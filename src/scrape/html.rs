//! 静的HTMLに対する `PageDom` 実装
//!
//! 計算済みスタイルは取得できないため、`background-image` は要素の
//! インライン `style` 属性から読む。

use async_trait::async_trait;
use scraper::{ElementRef, Html, Selector};
use url::Url;

use crate::error::RelayError;
use crate::traits::{LinkElement, PageDom};

/// 保存済みHTMLとそのURL
///
/// `scraper::Html` は `Send` ではないため、ソース文字列を保持して
/// 問い合わせごとにパースする。
#[derive(Debug, Clone)]
pub struct HtmlPage {
    url: Url,
    source: String,
}

impl HtmlPage {
    pub fn new(url: &str, source: impl Into<String>) -> Result<Self, RelayError> {
        let url = Url::parse(url)
            .map_err(|e| RelayError::Navigation(format!("URLが不正です: {} ({})", url, e)))?;
        Ok(Self {
            url,
            source: source.into(),
        })
    }

    pub async fn from_file(
        url: &str,
        path: impl AsRef<std::path::Path>,
    ) -> Result<Self, RelayError> {
        let source = tokio::fs::read_to_string(path).await?;
        Self::new(url, source)
    }

    fn query<T>(
        &self,
        selector: &str,
        f: impl FnOnce(ElementRef<'_>) -> T,
    ) -> Result<Option<T>, RelayError> {
        let selector = parse_selector(selector)?;
        let document = Html::parse_document(&self.source);
        let found = document.select(&selector).next().map(f);
        Ok(found)
    }
}

fn parse_selector(selector: &str) -> Result<Selector, RelayError> {
    Selector::parse(selector)
        .map_err(|e| RelayError::Evaluate(format!("セレクタが不正です: {} ({})", selector, e)))
}

fn id_selector(id: &str) -> String {
    format!(r#"[id="{}"]"#, id.replace('"', "\\\""))
}

fn visible_text(element: ElementRef<'_>) -> String {
    element.text().collect::<String>().trim().to_string()
}

/// インラインスタイルから指定プロパティの値を取り出す
fn inline_style_property(style: &str, property: &str) -> Option<String> {
    declarations(style).into_iter().find_map(|decl| {
        let (name, value) = decl.split_once(':')?;
        name.trim()
            .eq_ignore_ascii_case(property)
            .then(|| value.trim().to_string())
    })
}

/// 括弧と引用符の外にある `;` で宣言を区切る
///
/// `url(data:image/png;base64,...)` の中の `;` では区切らない。
fn declarations(style: &str) -> Vec<&str> {
    let mut decls = Vec::new();
    let mut depth = 0usize;
    let mut quote = None;
    let mut start = 0;
    for (i, c) in style.char_indices() {
        match (quote, c) {
            (Some(q), _) if c == q => quote = None,
            (Some(_), _) => {}
            (None, '"' | '\'') => quote = Some(c),
            (None, '(') => depth += 1,
            (None, ')') => depth = depth.saturating_sub(1),
            (None, ';') if depth == 0 => {
                decls.push(&style[start..i]);
                start = i + 1;
            }
            _ => {}
        }
    }
    decls.push(&style[start..]);
    decls
}

#[async_trait]
impl PageDom for HtmlPage {
    async fn pathname(&self) -> Result<String, RelayError> {
        Ok(self.url.path().to_string())
    }

    async fn element_text(&self, id: &str) -> Result<Option<String>, RelayError> {
        self.query(&id_selector(id), visible_text)
    }

    async fn child_link(&self, id: &str) -> Result<Option<LinkElement>, RelayError> {
        let link_selector = parse_selector("a")?;
        let base = self.url.clone();
        let link = self.query(&id_selector(id), |container| {
            container.select(&link_selector).next().map(|link| {
                let raw_href = link.value().attr("href").unwrap_or_default();
                let href = base
                    .join(raw_href)
                    .map(|u| u.to_string())
                    .unwrap_or_else(|_| raw_href.to_string());
                LinkElement {
                    text: visible_text(link),
                    href,
                }
            })
        })?;
        Ok(link.flatten())
    }

    async fn background_image(&self, selector: &str) -> Result<Option<String>, RelayError> {
        let value = self.query(selector, |element| {
            element
                .value()
                .attr("style")
                .and_then(|style| inline_style_property(style, "background-image"))
                .unwrap_or_else(|| "none".to_string())
        })?;
        Ok(value)
    }
}

#[cfg(test)]
mod tests {
    use super::*;

    const PAGE: &str = r#"
        <html><body>
          <span id="locationText"><a href="/wiki/Forest_World">Forest World</a></span>
          <div id="playerCountLabel">12 players</div>
          <div id="badgeButton">
            <div class="badge" style="width: 16px; background-image: url('https://ynoproject.net/2kki/images/badge/red.png')"></div>
          </div>
        </body></html>
    "#;

    fn page() -> HtmlPage {
        HtmlPage::new("https://ynoproject.net/2kki/", PAGE).unwrap()
    }

    #[tokio::test]
    async fn test_pathname() {
        assert_eq!(page().pathname().await.unwrap(), "/2kki/");
    }

    #[tokio::test]
    async fn test_element_text() {
        let page = page();
        assert_eq!(
            page.element_text("playerCountLabel").await.unwrap(),
            Some("12 players".to_string())
        );
        assert_eq!(page.element_text("mapPlayerCountLabel").await.unwrap(), None);
    }

    #[tokio::test]
    async fn test_child_link_resolves_relative_href() {
        let link = page().child_link("locationText").await.unwrap().unwrap();
        assert_eq!(link.text, "Forest World");
        assert_eq!(link.href, "https://ynoproject.net/wiki/Forest_World");
    }

    #[tokio::test]
    async fn test_child_link_without_anchor() {
        let page = HtmlPage::new(
            "https://ynoproject.net/2kki/",
            r#"<span id="locationText">Unknown</span>"#,
        )
        .unwrap();
        assert_eq!(page.child_link("locationText").await.unwrap(), None);
    }

    #[tokio::test]
    async fn test_background_image_from_inline_style() {
        let page = page();
        assert_eq!(
            page.background_image("#badgeButton .badge").await.unwrap(),
            Some("url('https://ynoproject.net/2kki/images/badge/red.png')".to_string())
        );
        assert_eq!(page.background_image("#missing .badge").await.unwrap(), None);
    }

    #[test]
    fn test_invalid_url_is_rejected() {
        assert!(matches!(
            HtmlPage::new("not a url", ""),
            Err(RelayError::Navigation(_))
        ));
    }

    #[test]
    fn test_inline_style_property() {
        assert_eq!(
            inline_style_property("color: red; Background-Image: url(x.png)", "background-image"),
            Some("url(x.png)".to_string())
        );
        assert_eq!(inline_style_property("color: red", "background-image"), None);
    }

    #[test]
    fn test_inline_style_keeps_data_url_intact() {
        let style = "width: 16px; background-image: url(data:image/png;base64,iVBORw0KGgo=); height: 16px";
        assert_eq!(
            inline_style_property(style, "background-image"),
            Some("url(data:image/png;base64,iVBORw0KGgo=)".to_string())
        );
        assert_eq!(inline_style_property(style, "height"), Some("16px".to_string()));

        let quoted = r#"background-image: url("data:image/svg+xml;utf8,<svg/>")"#;
        assert_eq!(
            inline_style_property(quoted, "background-image"),
            Some(r#"url("data:image/svg+xml;utf8,<svg/>")"#.to_string())
        );
    }

    #[tokio::test]
    async fn test_background_image_with_data_url() {
        let page = HtmlPage::new(
            "https://ynoproject.net/2kki/",
            r#"<div id="badgeButton"><div class="badge" style="background-image: url(data:image/png;base64,AAAA)"></div></div>"#,
        )
        .unwrap();
        assert_eq!(
            page.background_image("#badgeButton .badge").await.unwrap(),
            Some("url(data:image/png;base64,AAAA)".to_string())
        );
    }
}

■ **PROBLEM DESCRIPTION**
Determine how many lines of the material hold "impl", and respond with that number only.

■ **RESPONSE TO THE EXERCISE**
5